Aerial view of Nairobi Downtown. Nairobi. Kenya. Africa. (Photo by: Leonardo Mangia/REDA&CO/Universal Images Group via Getty Images)
Africa is at a turning point; with a GDP nearing $3 trillion, the continent’s economic and development potential is undeniable. Contained in that growth is the burgeoning East Africa region where we see great potential for additional development.
The African Development Bank Group (AFDB) notes that East Africa is set to grow at a projected 5.1% in 2024 and 5.7% in 2025. The projected growth acceleration of 1.6% in 2024 from 3.5% in 2023 reflects the anticipated strong economic performance of countries in the region, with seven economies projected to grow 5% or more in 2024. According to the Institute for Security Studies, the region contributed 14% in 2018 and 17% in 2022. This is expected to grow to a projected 29% by 2040.
The East African economy has demonstrated remarkable resilience, buoyed by its diversification efforts, innovative spirit and collaborative mindset. This region has invested heavily in infrastructure development through public-private partnerships. Through the concerted infrastructure investment, a progressive move from traditional debt-led infrastructure projects to a joint approach that is cognisant of all parties. This is the best way to ensure development that best serves the people who benefit and use the infrastructure that is built.
In a recent example of this collaborative approach, Stanbic Bank Kenya and MiDA Advisors, announced a partnership with real estate developer Acorn Holdings to facilitate a $700 million Kenya Shilling (KES) equivalent in long-term blended finance commitments for green, affordable student housing in Kenya. Upon approval, the transaction will comprise up to $180 million commitment from the United States Development Finance Corporation (DFC) and include raising funds from Kenyan Capital markets as well. The collaboration will result in the construction of 35 certified green housing projects, creating about 48,000 new student beds over the next 10 years. The initiative will create an estimated 15,000 direct jobs and 35,000 indirect jobs.
As the world seeks to transition to cleaner energy sources, East African countries have been using their rich natural endowments to harness renewable energy to meet their growing energy demands sustainably. Kenya, Tanzania, Uganda and Rwanda have been at the forefront of developing solar and wind power over the past decade. It is estimated that by 2050, clean energy could generate more than 26 million jobs in Africa.
Beyond East Africa, the continent will account for 11 of the world’s 20 fastest-growing economies in 2024, according to the AFDB. Real GDP growth for the continent is expected to average 3.8% and 4.2% in 2024 and 2025, surpassing projected global averages of 2.9% and 3.2% respectively.
This makes Africa the fastest growing region after Asia.
In an increasingly fragmented world experiencing upheaval across geographies, the continent’s influence is growing as traditional powerhouses turn their eyes to emerging markets. This is most notably marked by the African Union’s recent entry into the Group of 20 nations — now the G21 — a grouping of country and regional bloc members shaping international economic cooperation.
Populated by the world’s youngest demographic, Africa boasts the largest free trade area, recently punctuated by the African Continental Free Trade Area (AfCFTA).

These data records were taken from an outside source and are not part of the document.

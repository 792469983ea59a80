use crate::extract::FileEntry;

use super::error::PathError;
use super::html::inject_base_href;
use super::id::ProjectId;
use super::path::ProjectPath;

pub const INDEX_PAGE: &str = "index.html";
pub const PREVIEW_PAGE: &str = "index_preview.html";

/// A file that is safe to write under the project directory.
#[derive(Debug, Clone, PartialEq, Eq)]
pub struct ProjectFile {
    pub path: ProjectPath,
    pub content: String,
}

/// An entry whose path was refused.
#[derive(Debug, Clone, PartialEq, Eq)]
pub struct RejectedEntry {
    pub path: String,
    pub reason: PathError,
}

/// Everything that has to be written for one generated project.
#[derive(Debug, Clone, PartialEq, Eq)]
pub struct ProjectPlan {
    pub id: ProjectId,
    pub files: Vec<ProjectFile>,
    pub rejected: Vec<RejectedEntry>,
}

impl ProjectPlan {
    pub fn get(&self, path: &str) -> Option<&ProjectFile> {
        self.files.iter().find(|f| f.path.as_str() == path)
    }
}

/// Turn extracted entries into the final file set for a project.
///
/// 1. Validate every path. Rejected entries are reported, never written.
/// 2. A later entry with the same path replaces the earlier one in place.
/// 3. Make sure an `index.html` exists (see [`ensure_index`]).
/// 4. Inject the project's `<base>` tag into every HTML page.
/// 5. Add `index_preview.html` as a copy of `index.html`.
pub fn plan_project(entries: Vec<FileEntry>, id: ProjectId) -> ProjectPlan {
    let mut files: Vec<ProjectFile> = Vec::with_capacity(entries.len() + 2);
    let mut rejected = Vec::new();

    for entry in entries {
        match ProjectPath::parse(&entry.path) {
            Ok(path) => upsert(
                &mut files,
                ProjectFile {
                    path,
                    content: entry.content,
                },
            ),
            Err(reason) => rejected.push(RejectedEntry {
                path: entry.path,
                reason,
            }),
        }
    }

    ensure_index(&mut files);

    for file in files.iter_mut().filter(|f| f.path.is_html()) {
        file.content = inject_base_href(&file.content, &id);
    }

    if let Some(index) = files.iter().find(|f| f.path.as_str() == INDEX_PAGE) {
        let preview = ProjectFile {
            path: page_path(PREVIEW_PAGE),
            content: index.content.clone(),
        };
        upsert(&mut files, preview);
    }

    ProjectPlan {
        id,
        files,
        rejected,
    }
}

/// Copy the lexicographically first HTML page to `index.html` when there is
/// no index yet. Does nothing when there are no HTML pages at all.
pub fn ensure_index(files: &mut Vec<ProjectFile>) {
    if files.iter().any(|f| f.path.as_str() == INDEX_PAGE) {
        return;
    }

    let first_page = files
        .iter()
        .filter(|f| f.path.is_html())
        .min_by(|a, b| a.path.cmp(&b.path));

    if let Some(page) = first_page {
        let index = ProjectFile {
            path: page_path(INDEX_PAGE),
            content: page.content.clone(),
        };
        files.push(index);
    }
}

fn upsert(files: &mut Vec<ProjectFile>, file: ProjectFile) {
    match files.iter_mut().find(|f| f.path == file.path) {
        Some(existing) => existing.content = file.content,
        None => files.push(file),
    }
}

fn page_path(name: &'static str) -> ProjectPath {
    ProjectPath::file_name(name)
}
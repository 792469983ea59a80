use regex::Regex;
use std::sync::LazyLock;

use super::id::ProjectId;

// `<head>` or `<head attr=...>`, but not `<header>`.
static HEAD_TAG: LazyLock<Regex> = LazyLock::new(|| Regex::new(r"(?i)<head(?:\s[^>]*)?>").unwrap());

/// `<base>` tag that makes relative links resolve inside the served project.
pub fn base_tag(id: &ProjectId) -> String {
    format!(r#"<base href="/generated_projects/{id}/">"#)
}

/// Insert the project's `<base>` tag right after the first `<head>` tag.
///
/// Documents without a head get a minimal `<head>` prefix holding the tag.
pub fn inject_base_href(html: &str, id: &ProjectId) -> String {
    let tag = base_tag(id);

    match HEAD_TAG.find(html) {
        Some(head) => {
            let mut out = String::with_capacity(html.len() + tag.len());
            out.push_str(&html[..head.end()]);
            out.push_str(&tag);
            out.push_str(&html[head.end()..]);
            out
        }
        None => format!("<head>{tag}</head>{html}"),
    }
}
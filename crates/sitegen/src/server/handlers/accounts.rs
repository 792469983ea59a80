use axum::extract::rejection::FormRejection;
use axum::extract::State;
use axum::{Form, Json};
use serde::Deserialize;
use sitegen_core::accounts::Credentials;

use super::StatusResponse;
use crate::error::Error;
use crate::server::SharedContext;
use crate::store::SignupOutcome;

#[derive(Debug, Deserialize)]
pub struct CredentialsForm {
    pub username: String,
    pub password: String,
}

pub async fn signup(
    State(context): State<SharedContext>,
    form: Result<Form<CredentialsForm>, FormRejection>,
) -> Result<Json<StatusResponse>, Error> {
    let Form(form) = form.map_err(|e| Error::Validation(e.body_text()))?;

    let credentials = match Credentials::new(&form.username, &form.password) {
        Ok(credentials) => credentials,
        Err(message) => return Ok(Json(StatusResponse::failed(&message))),
    };

    // Hashing and the insert both block
    let username = credentials.username.clone();
    let outcome = context
        .store
        .blocking(move |store| store.signup(&credentials))
        .await?;

    let response = match outcome {
        SignupOutcome::Created => {
            log::info!("Created user {username}");
            StatusResponse::ok("Signup successful!")
        }
        SignupOutcome::UsernameTaken => StatusResponse::failed("Username already exists"),
    };

    Ok(Json(response))
}

pub async fn login(
    State(context): State<SharedContext>,
    form: Result<Form<CredentialsForm>, FormRejection>,
) -> Result<Json<StatusResponse>, Error> {
    let Form(form) = form.map_err(|e| Error::Validation(e.body_text()))?;

    let Ok(credentials) = Credentials::new(&form.username, &form.password) else {
        return Ok(Json(StatusResponse::failed("Invalid credentials")));
    };

    let valid = context
        .store
        .blocking(move |store| store.login(&credentials))
        .await?;

    if valid {
        Ok(Json(StatusResponse::ok("Login successful!")))
    } else {
        Ok(Json(StatusResponse::failed("Invalid credentials")))
    }
}
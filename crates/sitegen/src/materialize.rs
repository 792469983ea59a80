//! Writes a planned project to disk and packs it into a zip archive.

use std::fs;
use std::io;
use std::path::{Path, PathBuf};

use sitegen_core::project::{ProjectId, ProjectPlan};
use walkdir::WalkDir;
use zip::write::SimpleFileOptions;
use zip::{CompressionMethod, ZipWriter};

use crate::error::Error;

/// A generated project on disk.
#[derive(Debug, Clone)]
pub struct Bundle {
    pub id: ProjectId,
    pub directory: PathBuf,
    pub archive: PathBuf,
    pub files: usize,
}

pub fn project_dir(root: &Path, id: &ProjectId) -> PathBuf {
    root.join(id.as_str())
}

pub fn archive_path(root: &Path, id: &ProjectId) -> PathBuf {
    root.join(id.archive_name())
}

/// Write every planned file under `<root>/<id>/` and archive the result.
pub fn materialize(root: &Path, plan: &ProjectPlan) -> Result<Bundle, Error> {
    let directory = project_dir(root, &plan.id);
    fs::create_dir_all(&directory).map_err(|e| {
        Error::Io(format!(
            "Failed to create project directory {}: {e}",
            directory.display()
        ))
    })?;

    for file in &plan.files {
        let target = directory.join(file.path.to_relative_path());
        if let Some(parent) = target.parent() {
            fs::create_dir_all(parent).map_err(|e| {
                Error::Io(format!("Failed to create {}: {e}", parent.display()))
            })?;
        }
        fs::write(&target, &file.content)
            .map_err(|e| Error::Io(format!("Failed to write {}: {e}", target.display())))?;
    }

    let archive = write_archive(root, &plan.id)?;

    Ok(Bundle {
        id: plan.id.clone(),
        directory,
        archive,
        files: plan.files.len(),
    })
}

/// Zip `<root>/<id>/` into `<root>/<id>.zip`.
///
/// Entry names are relative to `root`, so the archive's top-level folder is
/// the project id.
pub fn write_archive(root: &Path, id: &ProjectId) -> Result<PathBuf, Error> {
    let directory = project_dir(root, id);
    let archive = archive_path(root, id);

    // Readers of `<id>.zip` only ever see a finished archive
    let staging = tempfile::Builder::new()
        .prefix(&format!("{}.", id.archive_name()))
        .suffix(".tmp")
        .tempfile_in(root)
        .map_err(|e| Error::Io(format!("Failed to create {}: {e}", archive.display())))?;
    let mut zip = ZipWriter::new(staging);
    let options = SimpleFileOptions::default().compression_method(CompressionMethod::Deflated);

    for entry in WalkDir::new(&directory).sort_by_file_name() {
        let entry = entry.map_err(|e| Error::Io(format!("Failed to walk project: {e}")))?;
        let name = entry_name(root, entry.path())?;

        if entry.file_type().is_dir() {
            zip.add_directory(name, options)
                .map_err(|e| Error::Io(format!("Failed to add directory to archive: {e}")))?;
        } else {
            zip.start_file(name, options)
                .map_err(|e| Error::Io(format!("Failed to add file to archive: {e}")))?;
            let mut source = fs::File::open(entry.path()).map_err(|e| {
                Error::Io(format!("Failed to read {}: {e}", entry.path().display()))
            })?;
            io::copy(&mut source, &mut zip)
                .map_err(|e| Error::Io(format!("Failed to write archive entry: {e}")))?;
        }
    }

    zip.finish()
        .map_err(|e| Error::Io(format!("Failed to finish archive: {e}")))?
        .persist(&archive)
        .map_err(|e| Error::Io(format!("Failed to write {}: {e}", archive.display())))?;

    Ok(archive)
}

/// Archive entry names always use `/`.
fn entry_name(root: &Path, path: &Path) -> Result<String, Error> {
    let relative = path
        .strip_prefix(root)
        .map_err(|_| Error::Io(format!("{} is outside {}", path.display(), root.display())))?;

    Ok(relative
        .components()
        .map(|c| c.as_os_str().to_string_lossy())
        .collect::<Vec<_>>()
        .join("/"))
}

#[cfg(test)]
mod tests {
    use super::*;
    use sitegen_core::extract::FileEntry;
    use sitegen_core::project::plan_project;
    use std::io::Read;
    use tempfile::TempDir;

    fn archive_names(path: &Path) -> Vec<String> {
        let file = fs::File::open(path).unwrap();
        let archive = zip::ZipArchive::new(file).unwrap();
        let mut names: Vec<String> = archive.file_names().map(str::to_string).collect();
        names.sort();
        names
    }

    #[test]
    fn test_materialize_writes_files_and_archive() {
        let temp_dir = TempDir::new().unwrap();
        let root = temp_dir.path();
        let id = ProjectId::parse("abc").unwrap();

        let plan = plan_project(
            vec![
                FileEntry::new("about.html", "<head></head>about"),
                FileEntry::new("css/site.css", "body {}"),
            ],
            id.clone(),
        );
        let bundle = materialize(root, &plan).unwrap();

        assert_eq!(bundle.directory, root.join("abc"));
        assert_eq!(bundle.archive, root.join("abc.zip"));
        assert_eq!(bundle.files, 4);

        let index = fs::read_to_string(root.join("abc").join("index.html")).unwrap();
        assert!(index.contains(r#"<base href="/generated_projects/abc/">"#));
        assert_eq!(
            fs::read_to_string(root.join("abc").join("index_preview.html")).unwrap(),
            index
        );
        assert_eq!(
            fs::read_to_string(root.join("abc").join("css").join("site.css")).unwrap(),
            "body {}"
        );

        assert_eq!(
            archive_names(&bundle.archive),
            vec![
                "abc/",
                "abc/about.html",
                "abc/css/",
                "abc/css/site.css",
                "abc/index.html",
                "abc/index_preview.html",
            ]
        );
    }

    #[test]
    fn test_archive_entry_contents() {
        let temp_dir = TempDir::new().unwrap();
        let id = ProjectId::parse("xyz").unwrap();
        let plan = plan_project(vec![FileEntry::new("app.js", "let a = 1;")], id);

        let bundle = materialize(temp_dir.path(), &plan).unwrap();

        let mut archive = zip::ZipArchive::new(fs::File::open(&bundle.archive).unwrap()).unwrap();
        let mut content = String::new();
        archive
            .by_name("xyz/app.js")
            .unwrap()
            .read_to_string(&mut content)
            .unwrap();
        assert_eq!(content, "let a = 1;");
    }

    #[test]
    fn test_rejected_paths_are_never_written() {
        let temp_dir = TempDir::new().unwrap();
        let root = temp_dir.path().join("generated");
        let id = ProjectId::parse("evil").unwrap();

        let plan = plan_project(
            vec![
                FileEntry::new("../../escaped.txt", "nope"),
                FileEntry::new("index.html", "<html></html>"),
            ],
            id,
        );
        materialize(&root, &plan).unwrap();

        assert!(!temp_dir.path().join("escaped.txt").exists());
        assert!(!root.join("escaped.txt").exists());
        assert!(root.join("evil").join("index.html").exists());
    }

    #[test]
    fn test_empty_plan_still_produces_archive() {
        let temp_dir = TempDir::new().unwrap();
        let id = ProjectId::parse("empty").unwrap();

        let bundle = materialize(temp_dir.path(), &plan_project(vec![], id)).unwrap();

        assert_eq!(bundle.files, 0);
        assert_eq!(archive_names(&bundle.archive), vec!["empty/"]);
    }

    #[test]
    fn test_rewriting_archive_replaces_it_without_leftovers() {
        let temp_dir = TempDir::new().unwrap();
        let root = temp_dir.path();
        let id = ProjectId::parse("again").unwrap();

        fs::write(root.join("again.zip"), "not a zip").unwrap();
        materialize(root, &plan_project(vec![FileEntry::new("index.html", "one")], id.clone()))
            .unwrap();
        fs::write(root.join("again").join("extra.css"), "p {}").unwrap();
        let archive = write_archive(root, &id).unwrap();

        assert!(archive_names(&archive).contains(&"again/extra.css".to_string()));
        let mut leftovers: Vec<String> = fs::read_dir(root)
            .unwrap()
            .map(|entry| entry.unwrap().file_name().to_string_lossy().into_owned())
            .collect();
        leftovers.sort();
        assert_eq!(leftovers, vec!["again", "again.zip"]);
    }
}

This has been ratified in 30 countries across the continent. Africa also has vast mineral deposits and natural resources, positioning it favourably for a dominant role in the global energy transition. This transition, dependent on extractive industries, is marked through the growth of alternative energy solutions for electricity and the growing electronic vehicle market, which stands at $15.8 billion, and which is expected to grow to $21.4 billion by 2027, according to market research by Mordor Intelligence. As the continent has grown, so too has the complexity of the requirements for services. African start-ups reportedly raised about $1.5 billion during the Covid-19 pandemic in 2020, more than $4 billion in 2021, and an estimated $4.5 billion in 2022.
These are indicators that position Africa as the next growth frontier with untapped potential and opportunities for investors looking for long-term diversified value.
Hasan Khan is the Standard Bank Group’s head of corporate and investment banking, Africa.